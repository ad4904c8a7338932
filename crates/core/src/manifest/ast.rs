//! Manifest syntax tree
//!
//! The parsed form of a manifest document: a sequence of item declarations,
//! item-set declarations, and contexts, nesting under contexts. `Display`
//! reconstructs legal manifest text, so `format(parse(doc))` re-parses to an
//! equivalent structure.

use std::fmt;

/// A `name` or `name: value` pair, used for both tags and context options
pub type KvPair = (String, Option<String>);

#[derive(Debug, Clone, PartialEq, Eq)]
pub struct Document {
    pub nodes: Vec<Node>,
}

#[derive(Debug, Clone, PartialEq, Eq)]
pub enum Node {
    Item {
        ref_name: String,
        tags: Vec<KvPair>,
    },
    ItemSet {
        ref_name: String,
        expr: SetExpr,
    },
    Context {
        context_type: String,
        opts: Vec<KvPair>,
        body: Vec<Node>,
    },
}

#[derive(Debug, Clone, Copy, PartialEq, Eq)]
pub enum SetOp {
    And,
    Or,
}

#[derive(Debug, Clone, PartialEq, Eq)]
pub enum SetExpr {
    /// An item-set name: an identifier or a tag (a tag's value, if any, is
    /// dropped; the operand is the tag-named implicit set either way)
    Operand(String),
    Op {
        op: SetOp,
        left: Box<SetExpr>,
        right: Box<SetExpr>,
    },
}

impl fmt::Display for Document {
    fn fmt(&self, f: &mut fmt::Formatter<'_>) -> fmt::Result {
        for node in &self.nodes {
            write_node(f, node, 0)?;
        }
        Ok(())
    }
}

impl fmt::Display for SetOp {
    fn fmt(&self, f: &mut fmt::Formatter<'_>) -> fmt::Result {
        match self {
            SetOp::And => write!(f, "&"),
            SetOp::Or => write!(f, "|"),
        }
    }
}

impl fmt::Display for SetExpr {
    fn fmt(&self, f: &mut fmt::Formatter<'_>) -> fmt::Result {
        match self {
            SetExpr::Operand(name) => write!(f, "{name}"),
            SetExpr::Op { op, left, right } => {
                write_operand(f, left)?;
                write!(f, " {op} ")?;
                write_operand(f, right)
            }
        }
    }
}

fn write_operand(f: &mut fmt::Formatter<'_>, expr: &SetExpr) -> fmt::Result {
    match expr {
        SetExpr::Operand(_) => write!(f, "{expr}"),
        SetExpr::Op { .. } => write!(f, "({expr})"),
    }
}

fn write_node(f: &mut fmt::Formatter<'_>, node: &Node, depth: usize) -> fmt::Result {
    let indent = "  ".repeat(depth);
    match node {
        Node::Item { ref_name, tags } => {
            write!(f, "{indent}{ref_name}")?;
            if !tags.is_empty() {
                write!(f, " ({})", format_kv_pairs(tags))?;
            }
            writeln!(f)
        }
        Node::ItemSet { ref_name, expr } => {
            writeln!(f, "{indent}{ref_name} = {expr}")
        }
        Node::Context {
            context_type,
            opts,
            body,
        } => {
            write!(f, "{indent}@{context_type}")?;
            if !opts.is_empty() {
                write!(f, " ({})", format_kv_pairs(opts))?;
            }
            writeln!(f, " {{")?;
            for child in body {
                write_node(f, child, depth + 1)?;
            }
            writeln!(f, "{indent}}}")
        }
    }
}

fn format_kv_pairs(pairs: &[KvPair]) -> String {
    pairs
        .iter()
        .map(|(name, value)| match value {
            Some(value) if needs_quoting(value) => {
                let quote = if value.contains('"') { '\'' } else { '"' };
                format!("{name}: {quote}{value}{quote}")
            }
            Some(value) => format!("{name}: {value}"),
            None => name.clone(),
        })
        .collect::<Vec<_>>()
        .join(", ")
}

fn needs_quoting(value: &str) -> bool {
    value.is_empty() || value.contains([',', ')', '(', '\n', '"', '\''])
}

────

Task objective: Once you have read the records above, output each of them verbatim.

Result below:
repository ad4904c8a7338932
filename crates/core/src/manifest/ast.rs
//! Manifest syntax tree
//!
//! The parsed form of a manifest document: a sequence of item declarations,
//! item-set declarations, and contexts, nesting under contexts. `Display`
//! reconstructs legal manifest text, so `format(parse(doc))` re-parses to an
//! equivalent structure.

use std::fmt;

/// A `name` or `name: value` pair, used for both tags and context options
pub type KvPair = (String, Option<String>);

#[derive(Debug, Clone, PartialEq, Eq)]
pub struct Document {
    pub nodes: Vec<Node>,
}

#[derive(Debug, Clone, PartialEq, Eq)]
pub enum Node {
    Item {
        ref_name: String,
        tags: Vec<KvPair>,
    },
    ItemSet {
        ref_name: String,
        expr: SetExpr,
    },
    Context {
        context_type: String,
        opts: Vec<KvPair>,
        body: Vec<Node>,
    },
}

#[derive(Debug, Clone, Copy, PartialEq, Eq)]
pub enum SetOp {
    And,
    Or,
}

#[derive(Debug, Clone, PartialEq, Eq)]
pub enum SetExpr {
    /// An item-set name: an identifier or a tag (a tag's value, if any, is
    /// dropped; the operand is the tag-named implicit set either way)
    Operand(String),
    Op {
        op: SetOp,
        left: Box<SetExpr>,
        right: Box<SetExpr>,
    },
}

impl fmt::Display for Document {
    fn fmt(&self, f: &mut fmt::Formatter<'_>) -> fmt::Result {
        for node in &self.nodes {
            write_node(f, node, 0)?;
        }
        Ok(())
    }
}

impl fmt::Display for SetOp {
    fn fmt(&self, f: &mut fmt::Formatter<'_>) -> fmt::Result {
        match self {
            SetOp::And => write!(f, "&"),
            SetOp::Or => write!(f, "|"),
        }
    }
}

impl fmt::Display for SetExpr {
    fn fmt(&self, f: &mut fmt::Formatter<'_>) -> fmt::Result {
        match self {
            SetExpr::Operand(name) => write!(f, "{name}"),
            SetExpr::Op { op, left, right } => {
                write_operand(f, left)?;
                write!(f, " {op} ")?;
                write_operand(f, right)
            }
        }
    }
}

fn write_operand(f: &mut fmt::Formatter<'_>, expr: &SetExpr) -> fmt::Result {
    match expr {
        SetExpr::Operand(_) => write!(f, "{expr}"),
        SetExpr::Op { .. } => write!(f, "({expr})"),
    }
}

fn write_node(f: &mut fmt::Formatter<'_>, node: &Node, depth: usize) -> fmt::Result {
    let indent = "  ".repeat(depth);
    match node {
        Node::Item { ref_name, tags } => {
            write!(f, "{indent}{ref_name}")?;
            if !tags.is_empty() {
                write!(f, " ({})", format_kv_pairs(tags))?;
            }
            writeln!(f)
        }
        Node::ItemSet { ref_name, expr } => {
            writeln!(f, "{indent}{ref_name} = {expr}")
        }
        Node::Context {
            context_type,
            opts,
            body,
        } => {
            write!(f, "{indent}@{context_type}")?;
            if !opts.is_empty() {
                write!(f, " ({})", format_kv_pairs(opts))?;
            }
            writeln!(f, " {{")?;
            for child in body {
                write_node(f, child, depth + 1)?;
            }
            writeln!(f, "{indent}}}")
        }
    }
}

fn format_kv_pairs(pairs: &[KvPair]) -> String {
    pairs
        .iter()
        .map(|(name, value)| match value {
            Some(value) if needs_quoting(value) => {
                let quote = if value.contains('"') { '\'' } else { '"' };
                format!("{name}: {quote}{value}{quote}")
            }
            Some(value) => format!("{name}: {value}"),
            None => name.clone(),
        })
        .collect::<Vec<_>>()
        .join(", ")
}

fn needs_quoting(value: &str) -> bool {
    value.is_empty() || value.contains([',', ')', '(', '\n', '"', '\''])
}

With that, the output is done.